Comparison of the quantum metrics of 1-RRBCDM

Table 4 Comparison of the quantum parameters of 1-RRBCDM

The novelty of the proposed methodology is the ease of scaling for higher digits in the input operand. By using the proposed 4 × 4 binary multiplier and BESC-RDA block, higher digit (n = 4, 8, 16, 32) multipliers can be realized. As the PP compression unit plays a significant role in large multipliers, the quantum metrics of BESC-RDA are obtained for n = 4, 8, 16, which is shown in Table 5. Considering N to be the digit size, n to be the bit size, and the QC, CI, GO, and RGC of the 1-digit adder to be QC_1 = 43, CI_1 = 7, GO_1 = 15, and RGC_1 = 8, then the quantum parameters of the N-digit BESC-RDA can be obtained using Eqs. (9)–(12).

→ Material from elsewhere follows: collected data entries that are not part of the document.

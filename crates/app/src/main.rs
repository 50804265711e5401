//! Atelier Operator CLI

use std::process;

use clap::Parser;

mod cli;

#[tokio::main]
pub async fn main() {
    let _env = dotenvy::dotenv();

    let cli = cli::Cli::parse();

    if let Err(error) = cli.run().await {
        eprintln!("{error}");
        process::exit(1);
    }
}
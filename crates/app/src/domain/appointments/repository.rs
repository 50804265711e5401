//! Appointments Repository

use jiff_sqlx::Timestamp as SqlxTimestamp;
use sqlx::{FromRow, PgPool, Postgres, Row, postgres::PgRow, query_as};

use crate::{
    auth::UserUuid,
    domain::appointments::models::{
        AppointmentMode, AppointmentRecord, AppointmentStatus, AppointmentUuid, BookAppointment,
    },
};

const CREATE_APPOINTMENT_SQL: &str = include_str!("sql/create_appointment.sql");
const GET_APPOINTMENT_SQL: &str = include_str!("sql/get_appointment.sql");
const LIST_APPOINTMENTS_SQL: &str = include_str!("sql/list_appointments.sql");
const LIST_APPOINTMENTS_FOR_USER_SQL: &str = include_str!("sql/list_appointments_for_user.sql");
const UPDATE_APPOINTMENT_SQL: &str = include_str!("sql/update_appointment.sql");

#[derive(Debug, Clone)]
pub(crate) struct PgAppointmentsRepository {
    pool: PgPool,
}

impl PgAppointmentsRepository {
    #[must_use]
    pub(crate) fn new(pool: PgPool) -> Self {
        Self { pool }
    }

    pub(crate) async fn create(
        &self,
        uuid: AppointmentUuid,
        user: UserUuid,
        booking: &BookAppointment,
    ) -> Result<AppointmentRecord, sqlx::Error> {
        query_as::<Postgres, AppointmentRecord>(CREATE_APPOINTMENT_SQL)
            .bind(uuid.into_uuid())
            .bind(user.into_uuid())
            .bind(&booking.name)
            .bind(&booking.email)
            .bind(SqlxTimestamp::from(booking.date))
            .bind(&booking.time_slot)
            .bind(booking.mode.as_str())
            .bind(&booking.purpose)
            .bind(booking.remarks.as_deref())
            .fetch_one(&self.pool)
            .await
    }

    pub(crate) async fn get(
        &self,
        appointment: AppointmentUuid,
    ) -> Result<AppointmentRecord, sqlx::Error> {
        query_as::<Postgres, AppointmentRecord>(GET_APPOINTMENT_SQL)
            .bind(appointment.into_uuid())
            .fetch_one(&self.pool)
            .await
    }

    pub(crate) async fn list(&self) -> Result<Vec<AppointmentRecord>, sqlx::Error> {
        query_as::<Postgres, AppointmentRecord>(LIST_APPOINTMENTS_SQL)
            .fetch_all(&self.pool)
            .await
    }

    pub(crate) async fn list_for_user(
        &self,
        user: UserUuid,
    ) -> Result<Vec<AppointmentRecord>, sqlx::Error> {
        query_as::<Postgres, AppointmentRecord>(LIST_APPOINTMENTS_FOR_USER_SQL)
            .bind(user.into_uuid())
            .fetch_all(&self.pool)
            .await
    }

    /// Stamp a new status and attach reply/link, leaving absent fields alone.
    pub(crate) async fn update(
        &self,
        appointment: AppointmentUuid,
        status: AppointmentStatus,
        admin_reply: Option<&str>,
        meeting_link: Option<&str>,
    ) -> Result<AppointmentRecord, sqlx::Error> {
        query_as::<Postgres, AppointmentRecord>(UPDATE_APPOINTMENT_SQL)
            .bind(appointment.into_uuid())
            .bind(status.as_str())
            .bind(admin_reply)
            .bind(meeting_link)
            .fetch_one(&self.pool)
            .await
    }
}

impl<'r> FromRow<'r, PgRow> for AppointmentRecord {
    fn from_row(row: &'r PgRow) -> sqlx::Result<Self> {
        let status_text: String = row.try_get("status")?;
        let status =
            AppointmentStatus::parse(&status_text).ok_or_else(|| sqlx::Error::ColumnDecode {
                index: "status".to_string(),
                source: format!("unknown status '{status_text}'").into(),
            })?;

        let mode_text: String = row.try_get("mode")?;
        let mode = AppointmentMode::parse(&mode_text).ok_or_else(|| sqlx::Error::ColumnDecode {
            index: "mode".to_string(),
            source: format!("unknown mode '{mode_text}'").into(),
        })?;

        Ok(Self {
            uuid: AppointmentUuid::from_uuid(row.try_get("uuid")?),
            user_uuid: UserUuid::from_uuid(row.try_get("user_uuid")?),
            name: row.try_get("name")?,
            email: row.try_get("email")?,
            date: row.try_get::<SqlxTimestamp, _>("date")?.to_jiff(),
            time_slot: row.try_get("time_slot")?,
            mode,
            purpose: row.try_get("purpose")?,
            remarks: row.try_get("remarks")?,
            status,
            admin_reply: row.try_get("admin_reply")?,
            meeting_link: row.try_get("meeting_link")?,
            created_at: row.try_get::<SqlxTimestamp, _>("created_at")?.to_jiff(),
            updated_at: row.try_get::<SqlxTimestamp, _>("updated_at")?.to_jiff(),
        })
    }
}
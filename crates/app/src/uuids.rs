//! Typed Uuids

use std::{
    cmp::Ordering,
    fmt::{Debug, Display, Formatter, Result as FmtResult},
    hash::{Hash, Hasher},
    marker::PhantomData,
};

use uuid::Uuid;

pub struct TypedUuid<T>(Uuid, PhantomData<T>);

impl<T> TypedUuid<T> {
    /// Generate a fresh time-ordered identifier.
    #[must_use]
    pub fn new() -> Self {
        Self(Uuid::now_v7(), PhantomData)
    }

    pub const fn from_uuid(uuid: Uuid) -> Self {
        Self(uuid, PhantomData)
    }

    #[must_use]
    pub const fn into_uuid(self) -> Uuid {
        self.0
    }
}

impl<T> Default for TypedUuid<T> {
    fn default() -> Self {
        Self::new()
    }
}

impl<T> Clone for TypedUuid<T> {
    fn clone(&self) -> Self {
        *self
    }
}

impl<T> Copy for TypedUuid<T> {}

impl<T> Debug for TypedUuid<T> {
    fn fmt(&self, f: &mut Formatter<'_>) -> FmtResult {
        Debug::fmt(&self.0, f)
    }
}

impl<T> Display for TypedUuid<T> {
    fn fmt(&self, f: &mut Formatter<'_>) -> FmtResult {
        Display::fmt(&self.0, f)
    }
}

impl<T> PartialEq for TypedUuid<T> {
    fn eq(&self, other: &Self) -> bool {
        self.0 == other.0
    }
}

impl<T> Eq for TypedUuid<T> {}

impl<T> Hash for TypedUuid<T> {
    fn hash<H: Hasher>(&self, state: &mut H) {
        self.0.hash(state);
    }
}

impl<T> PartialOrd for TypedUuid<T> {
    fn partial_cmp(&self, other: &Self) -> Option<Ordering> {
        Some(self.cmp(other))
    }
}

impl<T> Ord for TypedUuid<T> {
    fn cmp(&self, other: &Self) -> Ordering {
        self.0.cmp(&other.0)
    }
}

impl<T> From<Uuid> for TypedUuid<T> {
    fn from(value: Uuid) -> Self {
        Self::from_uuid(value)
    }
}

impl<T> From<TypedUuid<T>> for Uuid {
    fn from(value: TypedUuid<T>) -> Self {
        value.into_uuid()
    }
}
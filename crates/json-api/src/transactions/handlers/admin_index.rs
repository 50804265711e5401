//! Sales Ledger Handler

use std::sync::Arc;

use salvo::{oapi::ToSchema, prelude::*};
use serde::{Deserialize, Serialize};

use atelier_app::domain::{paging::Page, transactions::SaleRecord};

use crate::{
    extensions::*,
    state::State,
    transactions::{errors::into_status_error, my_orders::TransactionResponse},
};

/// Ledger page size when the client does not ask for one.
const DEFAULT_LIMIT: u32 = 10;

#[derive(Debug, Serialize, Deserialize, ToSchema)]
pub(crate) struct SaleResponse {
    pub transaction: TransactionResponse,

    pub buyer_name: String,

    pub buyer_email: String,
}

impl From<SaleRecord> for SaleResponse {
    fn from(sale: SaleRecord) -> Self {
        Self {
            transaction: sale.transaction.into(),
            buyer_name: sale.buyer_name,
            buyer_email: sale.buyer_email,
        }
    }
}

#[derive(Debug, Serialize, Deserialize, ToSchema)]
pub(crate) struct SalesResponse {
    /// One page of completed sales, newest first
    pub sales: Vec<SaleResponse>,

    /// Total sales matching the search
    pub total: u64,

    /// The returned page number
    pub page: u32,

    /// Total page count at this limit
    pub pages: u32,
}

/// Sales Ledger Handler
///
/// Admin only. Returns one page of completed sales, searchable by design
/// title or payment id via `search`, with `page` and `limit` pagination.
#[endpoint(
    tags("transactions"),
    summary = "Sales Ledger",
    security(("bearer_auth" = []))
)]
pub(crate) async fn handler(
    req: &mut Request,
    depot: &mut Depot,
) -> Result<Json<SalesResponse>, StatusError> {
    let state = depot.obtain_or_500::<Arc<State>>()?;

    let page = Page::new(
        req.query::<u32>("page").unwrap_or(1),
        req.query::<u32>("limit").unwrap_or(DEFAULT_LIMIT),
    );

    let sales = state
        .app
        .transactions
        .sales_history(req.query::<String>("search"), page)
        .await
        .map_err(into_status_error)?;

    Ok(Json(SalesResponse {
        sales: sales.sales.into_iter().map(Into::into).collect(),
        total: sales.total,
        page: sales.page,
        pages: sales.pages,
    }))
}
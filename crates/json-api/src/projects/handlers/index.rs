//! Project Index Handler

use std::sync::Arc;

use salvo::{oapi::ToSchema, prelude::*};
use serde::{Deserialize, Serialize};

use crate::{
    extensions::*, projects::errors::into_status_error, projects::get::ProjectResponse,
    state::State,
};

#[derive(Debug, Serialize, Deserialize, ToSchema)]
pub(crate) struct ProjectsResponse {
    /// The list of projects, newest first
    pub projects: Vec<ProjectResponse>,
}

/// Project Index Handler
///
/// Returns all portfolio projects, newest first.
#[endpoint(tags("projects"), summary = "List Projects")]
pub(crate) async fn handler(depot: &mut Depot) -> Result<Json<ProjectsResponse>, StatusError> {
    let state = depot.obtain_or_500::<Arc<State>>()?;

    let projects = state
        .app
        .projects
        .list_projects()
        .await
        .map_err(into_status_error)?;

    Ok(Json(ProjectsResponse {
        projects: projects.into_iter().map(Into::into).collect(),
    }))
}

Table 5 Quantum metrics of BESC-RDA
$$ {\text{QC}}\_N\,{\text{bit}}\,{\text{ RDA}} = N*{\text{QC}}\_1 + 6\left( {n - 4} \right) $$
(9)
$$ {\text{CI}}\_N = N*{\text{CI}}\_1 + \left( {4N - 3} \right) $$
(10)
$$ {\text{GO}}\_N = N*{\text{GO}}\_1 + 2N $$
(11)
$$ {\text{RGC}}\_N = 2{\text{RGC}}\_1 + 3N $$
(12)

The quantum metrics of various higher bit-width multipliers (n = 4, 8, 16, 32) are realized using 4 × 4 RRBCDM as the basic cell and the Urdhva Tiryagbhyam Vedic algorithm, which are shown in Table 6.

Table 6 Quantum parameters of n-RRDM (n = 1, 2, 4, 8)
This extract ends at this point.